Ishii Masaru, Yamaguchi Norihiko, Ohshima Shiro, Ishii Taeko, Mori Kiyoshi L, Kimura Hiroshi, Morishima Tsuneo, Kawase Ichiro, Saeki Yukihiko
Department of Internal Medicine, Graduate School of Medicine, Osaka University, Suita, Osaka 565-0871.
Intern Med. 2003 Mar;42(3):250-4. doi: 10.2169/internalmedicine.42.250.
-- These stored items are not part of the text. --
// SPDX-License-Identifier: MIT
// Copyright 2026 Roland Dreier <roland@rolandd.dev>

//! Security headers for the dashboard shell.

use axum::{
    extract::Request,
    http::{header, HeaderName, HeaderValue},
    middleware::Next,
    response::Response,
};

/// Same-origin document with inline styles; forms only post back to the shell.
const CONTENT_SECURITY_POLICY: &str = "default-src 'self'; style-src 'self' 'unsafe-inline'; \
     img-src 'self' data:; form-action 'self'; frame-ancestors 'none'";

const PERMISSIONS_POLICY: &str = "accelerometer=(), camera=(), geolocation=(), gyroscope=(), \
     magnetometer=(), microphone=(), payment=(), usb=()";

const HEADERS: [(HeaderName, &str); 6] = [
    (header::X_CONTENT_TYPE_OPTIONS, "nosniff"),
    (header::X_FRAME_OPTIONS, "DENY"),
    (header::CONTENT_SECURITY_POLICY, CONTENT_SECURITY_POLICY),
    (header::REFERRER_POLICY, "no-referrer"),
    (HeaderName::from_static("permissions-policy"), PERMISSIONS_POLICY),
    // Pages carry account balances; never let a shared cache keep them.
    (header::CACHE_CONTROL, "no-store"),
];

/// Add security headers to all responses.
pub async fn add_security_headers(req: Request, next: Next) -> Response {
    let mut response = next.run(req).await;
    let headers = response.headers_mut();
    for (name, value) in HEADERS {
        headers.insert(name, HeaderValue::from_static(value));
    }
    response
}

#[cfg(test)]
mod tests {
    use super::*;
    use axum::body::Body;
    use axum::response::Redirect;
    use axum::{routing::get, Router};
    use tower::ServiceExt; // for oneshot

    #[tokio::test]
    async fn test_security_headers() {
        let app = Router::new()
            .route("/", get(|| async { "<p>Dashboard</p>" }))
            .route("/away", get(|| async { Redirect::to("/") }))
            .layer(axum::middleware::from_fn(add_security_headers));

        for uri in ["/", "/away"] {
            let response = app
                .clone()
                .oneshot(Request::builder().uri(uri).body(Body::empty()).unwrap())
                .await
                .unwrap();

            let headers = response.headers();
            assert_eq!(headers.get("X-Content-Type-Options").unwrap(), "nosniff");
            assert_eq!(headers.get("X-Frame-Options").unwrap(), "DENY");
            assert_eq!(headers.get("Cache-Control").unwrap(), "no-store");
            assert_eq!(headers.get("Referrer-Policy").unwrap(), "no-referrer");
            let csp = headers.get("Content-Security-Policy").unwrap().to_str().unwrap();
            assert!(csp.starts_with("default-src 'self'"));
            assert!(csp.contains("frame-ancestors 'none'"));
            assert!(headers.get("Permissions-Policy").is_some());
        }
    }
}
Chronic active EBV infections (CAEBV) are often causative of malignant lymphoproliferative disorders, such as natural killer (NK) cell-lineage granular lymphocyte proliferative disorders (NK-GLPD), which are refractory to several conventional chemotherapies and usually show a poor prognosis. To explore the possibility of preventive treatment for Epstein-Barr virus (EBV)-infected NK-GLPD, we examined the effect of antiviral drugs on EBV-infected pre-malignant NK cells.
EBV-infected pre-malignant NK cells (P-NK cells) were isolated from the periphery of a patient suffering from severe hypersensitivity to mosquito bites (SHMB). Abnormal oligoclonal expansion of EBV-infected CD56(+)/CD3(-) NK cells was observed in her periphery. Effects of several antiviral drugs were examined both on the proliferation and on EBV-replication of P-NK cells.
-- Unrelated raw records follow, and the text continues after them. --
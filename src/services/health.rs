// SPDX-License-Identifier: MIT
// Copyright 2026 Roland Dreier <roland@rolandd.dev>

//! Backend service health monitoring.
//!
//! Each service is probed over its candidate URLs in order with a short
//! per-attempt timeout. Failures are reported as data, never as errors.

use crate::config::Config;
use crate::error::AppError;
use crate::services::api::{check_response, Service};
use crate::services::resolver::{candidate_urls, first_success};
use crate::AppState;
use chrono::{DateTime, Utc};
use futures_util::future::join_all;
use std::sync::atomic::{AtomicBool, Ordering};
use std::sync::Arc;
use std::time::Duration;
use tokio::task::JoinHandle;

/// Outcome of probing one service.
#[derive(Debug, Clone, PartialEq)]
pub enum HealthStatus {
    Up { endpoint: String, body: String },
    Down { error: String },
}

impl HealthStatus {
    pub fn is_up(&self) -> bool {
        matches!(self, HealthStatus::Up { .. })
    }
}

#[derive(Debug, Clone)]
pub struct ServiceHealth {
    pub service: Service,
    pub status: HealthStatus,
}

/// Result of one full sweep.
#[derive(Debug, Clone)]
pub struct SweepReport {
    pub services: Vec<ServiceHealth>,
    pub checked_at: DateTime<Utc>,
}

impl SweepReport {
    pub fn up_count(&self) -> usize {
        self.services.iter().filter(|s| s.status.is_up()).count()
    }

    pub fn total(&self) -> usize {
        self.services.len()
    }

    pub fn status(&self, service: Service) -> Option<&HealthStatus> {
        self.services
            .iter()
            .find(|s| s.service == service)
            .map(|s| &s.status)
    }

    /// Banner text for the header.
    pub fn banner(&self) -> String {
        let (up, total) = (self.up_count(), self.total());
        if up == total {
            "All Services Online".to_string()
        } else if up > 0 {
            format!("{}/{} Services Online", up, total)
        } else {
            "Services Offline".to_string()
        }
    }
}

/// Clears the sweep flag when a sweep ends, even by panic.
struct SweepGuard<'a>(&'a AtomicBool);

impl Drop for SweepGuard<'_> {
    fn drop(&mut self) {
        self.0.store(false, Ordering::Release);
    }
}

pub struct HealthMonitor {
    http: reqwest::Client,
    config: Config,
    timeout: Duration,
    checking: AtomicBool,
}

impl HealthMonitor {
    pub fn new(config: &Config, http: reqwest::Client) -> Self {
        Self {
            http,
            config: config.clone(),
            timeout: config.health_probe_timeout,
            checking: AtomicBool::new(false),
        }
    }

    /// Health URLs for `service`: the gateway route, then the service itself.
    pub fn candidates(&self, service: Service) -> Vec<String> {
        let gateway_path = format!("/api/{}/health", service.name());
        let mut urls = candidate_urls(&[&self.config.gateway_url], &gateway_path);

        let direct_path = match service {
            Service::Payment | Service::Analytics => "/actuator/health".to_string(),
            _ => gateway_path,
        };
        for url in candidate_urls(&[service.base_url(&self.config)], &direct_path) {
            if !urls.contains(&url) {
                urls.push(url);
            }
        }
        urls
    }

    /// Probe candidates in order; the first 2xx wins.
    pub async fn probe(&self, candidates: &[String]) -> HealthStatus {
        let timeout = self.timeout;
        let result = first_success(candidates, |url| {
            let http = self.http.clone();
            async move {
                let attempt = async {
                    let response = check_response(http.get(&url).send().await?).await?;
                    Ok::<_, AppError>(response.text().await.unwrap_or_default())
                };
                tokio::time::timeout(timeout, attempt)
                    .await
                    .map_err(|_| AppError::Network(format!("timed out after {:?}", timeout)))?
            }
        })
        .await;

        match result {
            Ok((endpoint, body)) => HealthStatus::Up { endpoint, body },
            Err(e) => {
                tracing::debug!(error = %e, "All health endpoints failed");
                HealthStatus::Down {
                    error: "All endpoints failed".to_string(),
                }
            }
        }
    }

    /// Probe every service concurrently.
    ///
    /// Returns `None` without probing if another sweep is still running.
    pub async fn sweep(&self) -> Option<SweepReport> {
        if self
            .checking
            .compare_exchange(false, true, Ordering::AcqRel, Ordering::Acquire)
            .is_err()
        {
            tracing::debug!("Health sweep already in progress");
            return None;
        }
        let _guard = SweepGuard(&self.checking);

        let probes = Service::ALL.into_iter().map(|service| async move {
            let candidates = self.candidates(service);
            ServiceHealth {
                service,
                status: self.probe(&candidates).await,
            }
        });
        let report = SweepReport {
            services: join_all(probes).await,
            checked_at: Utc::now(),
        };

        tracing::info!(
            up = report.up_count(),
            total = report.total(),
            "Health sweep complete"
        );
        Some(report)
    }

    pub fn is_checking(&self) -> bool {
        self.checking.load(Ordering::Acquire)
    }
}

/// Sweep on a fixed interval and publish each report to the page.
pub fn spawn_polling(state: Arc<AppState>) -> JoinHandle<()> {
    let period = state.config.health_poll_interval;
    tokio::spawn(async move {
        let mut interval = tokio::time::interval(period);
        interval.set_missed_tick_behavior(tokio::time::MissedTickBehavior::Skip);
        loop {
            interval.tick().await;
            if let Some(report) = state.health.sweep().await {
                state.page.write().await.apply_health(&report);
            }
        }
    })
}

/// Run one sweep now and publish it. False when a sweep was already running.
pub async fn refresh(state: &AppState) -> bool {
    match state.health.sweep().await {
        Some(report) => {
            state.page.write().await.apply_health(&report);
            true
        }
        None => false,
    }
}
Vidarabine and foscarnet, but not acyclovir nor gancyclovir, significantly suppressed both the proliferation and EBV-DNA replication of P-NK cells in a dose-dependent manner, whereas these drugs did not suppress the proliferation of YT, which is an EBV-infected malignant NK cell line. The combination of vidarabine and foscarnet had an additive effect and almost completely suppressed the proliferation of P-NK cells.
The present results indicate that vidarabine and/or foscarnet may be effective for preventive treatment of EBV-associated NK-GLPD.